Joel Bray is a celebrated choreographer of Wiradjuri heritage. His work is often biographical with links to his Indigenous and queer identity and, recently, his religious past in Homo Pentecostus. In Swallow, Bray again explores elements of his lived experience as a queer Indigenous man. He takes the emblem of his chosen totem, the Welcome Swallow, and makes a link between it and the sexual act of swallowing semen. The core of the work is deeply sexual but not especially sensual with the emphasis focused marginally on the totem and more on sexual performance. Presumably these two "swallows" are closely linked for Bray, however, their coexistence in this piece seemed a little superficial and forced to me. Again this was a duet – between dancer Bray, almost aggressively naked and determined that the audience not miss an angle or facet of his body, and musician/composer Marco Cher-Gibard, who orchestrates, enables and responds to Bray’s body’s needs via sound as well as physically with instruments which combine with Bray’s body to suggest fellatio and swallowing. The music is quite prominent and veers between different dynamics and it feels unbounded, a little like the totem swallow or the sexual appetite depicted.

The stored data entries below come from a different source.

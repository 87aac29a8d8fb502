//! Pixel sources
//!
//! A source is either directly uploadable (a decoded image whose dimensions
//! travel with it), a raw buffer that must be uploaded with an explicit
//! extent, or a placeholder for data that is still loading.

use image::RgbaImage;

/// Raw texel bytes with the extent they describe.
#[derive(Debug, Clone, PartialEq, Eq)]
pub struct BufferSource {
    pub data: Vec<u8>,
    pub width: u32,
    pub height: u32,
}

impl BufferSource {
    #[must_use]
    pub fn new(data: Vec<u8>, width: u32, height: u32) -> Self {
        Self { data, width, height }
    }

    /// Copies a typed slice (e.g. `&[f32]`) into a byte buffer.
    #[must_use]
    pub fn from_pod<T: bytemuck::Pod>(data: &[T], width: u32, height: u32) -> Self {
        Self::new(bytemuck::cast_slice(data).to_vec(), width, height)
    }
}

#[derive(Debug, Clone)]
pub enum TextureSource {
    /// Decoded RGBA8 image; uploaded without manual extent bookkeeping.
    Image(RgbaImage),
    /// Raw texel buffer; uploaded with explicit width/height/format.
    Buffer(BufferSource),
    /// Asset still loading. Carries the expected extent if known.
    Pending { width: u32, height: u32 },
}

impl TextureSource {
    #[must_use]
    pub fn is_loaded(&self) -> bool {
        !matches!(self, Self::Pending { .. })
    }

    #[must_use]
    pub fn width(&self) -> u32 {
        match self {
            Self::Image(image) => image.width(),
            Self::Buffer(buffer) => buffer.width,
            Self::Pending { width, .. } => *width,
        }
    }

    #[must_use]
    pub fn height(&self) -> u32 {
        match self {
            Self::Image(image) => image.height(),
            Self::Buffer(buffer) => buffer.height,
            Self::Pending { height, .. } => *height,
        }
    }
}

impl From<RgbaImage> for TextureSource {
    fn from(image: RgbaImage) -> Self {
        Self::Image(image)
    }
}

impl From<BufferSource> for TextureSource {
    fn from(buffer: BufferSource) -> Self {
        Self::Buffer(buffer)
    }
}
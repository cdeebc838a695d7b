use std::{
    any::{self, Any},
    fmt::Debug,
    marker::PhantomData,
};

/// A type whose methods form a group of tests.
///
/// The only requirement is a method table. It is usually generated by the
/// [`group!`](crate::group!) macro from a plain `impl` block, but it can be
/// written by hand as well:
///
/// ```
/// use testgroup::{Group, Method, MethodSet, Receiver, T, Visibility};
///
/// struct Numbers;
///
/// impl Numbers {
///     pub fn adds(&self, t: &T) {
///         t.equal(4, 2 + 2);
///     }
/// }
///
/// impl Group for Numbers {
///     fn methods() -> MethodSet<Self> {
///         MethodSet::new().with(Method::new(
///             "adds",
///             Visibility::Public,
///             Receiver::Shared,
///             Self::adds as fn(&Self, &T),
///         ))
///     }
/// }
/// ```
pub trait Group: Sized + 'static {
    fn methods() -> MethodSet<Self>;
}

/// How a method takes its receiver.
#[derive(Debug, Clone, Copy, PartialEq, Eq, Hash)]
pub enum Receiver {
    /// `&self`
    Shared,

    /// `&mut self`
    Exclusive,

    /// `self`
    Owned,
}

#[derive(Debug, Clone, Copy, PartialEq, Eq, Hash)]
pub enum Visibility {
    Public,
    Private,
}

impl Visibility {
    /// Read the visibility qualifier of a method as written in source.
    ///
    /// Only a plain `pub` is public, restricted forms like `pub(crate)` are not.
    pub fn from_tokens(tokens: &str) -> Self {
        match tokens.trim() {
            "pub" => Self::Public,
            _ => Self::Private,
        }
    }
}

/// A type erased function pointer together with its printable signature.
pub struct MethodHandle {
    function: Box<dyn Any + Send + Sync>,
    signature: &'static str,
}

impl Debug for MethodHandle {
    fn fmt(&self, f: &mut std::fmt::Formatter<'_>) -> std::fmt::Result {
        f.debug_tuple("MethodHandle")
            .field(&self.signature)
            .finish()
    }
}

impl MethodHandle {
    pub fn new<F: Any + Send + Sync>(function: F) -> Self {
        Self {
            function: Box::new(function),
            signature: any::type_name::<F>(),
        }
    }

    pub fn signature(&self) -> &'static str {
        self.signature
    }

    pub(crate) fn downcast<F: Any + Copy>(&self) -> Option<F> {
        self.function.downcast_ref::<F>().copied()
    }
}

/// One entry of a group's method table.
#[derive(Debug)]
pub struct Method<G> {
    name: &'static str,
    visibility: Visibility,
    receiver: Receiver,
    handle: MethodHandle,
    _group: PhantomData<fn() -> G>,
}

impl<G> Method<G> {
    /// Describe a method of `G`.
    ///
    /// `function` is the method cast to a function pointer, with the receiver
    /// as first argument, e.g. `G::check as fn(&G, &T)`.
    pub fn new<F: Any + Send + Sync>(
        name: &'static str,
        visibility: Visibility,
        receiver: Receiver,
        function: F,
    ) -> Self {
        Self {
            name,
            visibility,
            receiver,
            handle: MethodHandle::new(function),
            _group: PhantomData,
        }
    }

    pub fn name(&self) -> &'static str {
        self.name
    }

    pub fn visibility(&self) -> Visibility {
        self.visibility
    }

    pub fn receiver(&self) -> Receiver {
        self.receiver
    }

    pub fn handle(&self) -> &MethodHandle {
        &self.handle
    }

    pub fn is_public(&self) -> bool {
        self.visibility == Visibility::Public
    }
}

/// The method table of a [`Group`].
#[derive(Debug)]
pub struct MethodSet<G>(Vec<Method<G>>);

impl<G> Default for MethodSet<G> {
    fn default() -> Self {
        Self(Vec::new())
    }
}

impl<G> MethodSet<G> {
    pub fn new() -> Self {
        Self::default()
    }

    pub fn insert(&mut self, method: Method<G>) {
        self.0.push(method);
    }

    pub fn with(mut self, method: Method<G>) -> Self {
        self.insert(method);
        self
    }

    pub fn iter(&self) -> impl ExactSizeIterator<Item = &Method<G>> {
        self.0.iter()
    }

    pub fn len(&self) -> usize {
        self.0.len()
    }

    pub fn is_empty(&self) -> bool {
        self.0.is_empty()
    }
}

impl<G> FromIterator<Method<G>> for MethodSet<G> {
    fn from_iter<I: IntoIterator<Item = Method<G>>>(iter: I) -> Self {
        Self(iter.into_iter().collect())
    }
}

impl<G> IntoIterator for MethodSet<G> {
    type Item = Method<G>;
    type IntoIter = std::vec::IntoIter<Method<G>>;

    fn into_iter(self) -> Self::IntoIter {
        self.0.into_iter()
    }
}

Alisdair Macindoe brought his long fascination and experimentation with mechanical, musical "critters" to his piece “OK, bye!” It featured two dancers, Rachel Coulson and Geoffrey Watson – a pair of drummers whose instruments play them. The two, costumed in white head to toe and burdened(?) with drums slung over their shoulders, move in ways that suggest they are dictating the rhythm of their instruments. They carry imposing drum sticks that would certainly do the job, but once they lose their drums the dancers also lose their impetus while the drum kits continue their beats. They are joined by a pair of independent micro drums that happily play themselves. Finally a self-motivated toy piano descends drone-like from above and it is clear that the music does not really need the people. The score is very effective and includes a gentle harp score (composed and played in recording by Macindoe’s mother xanya mamunya), a tattoo of drum sounds and escalations and decrescendos of sound. This work is playful and engaging.
Lucy Guerin Inc continues to prove its genuine investment in new choreography and although the bigger space of The Union Theatre accommodated a larger audience than would previously been possible, this program deserves a wider audience still.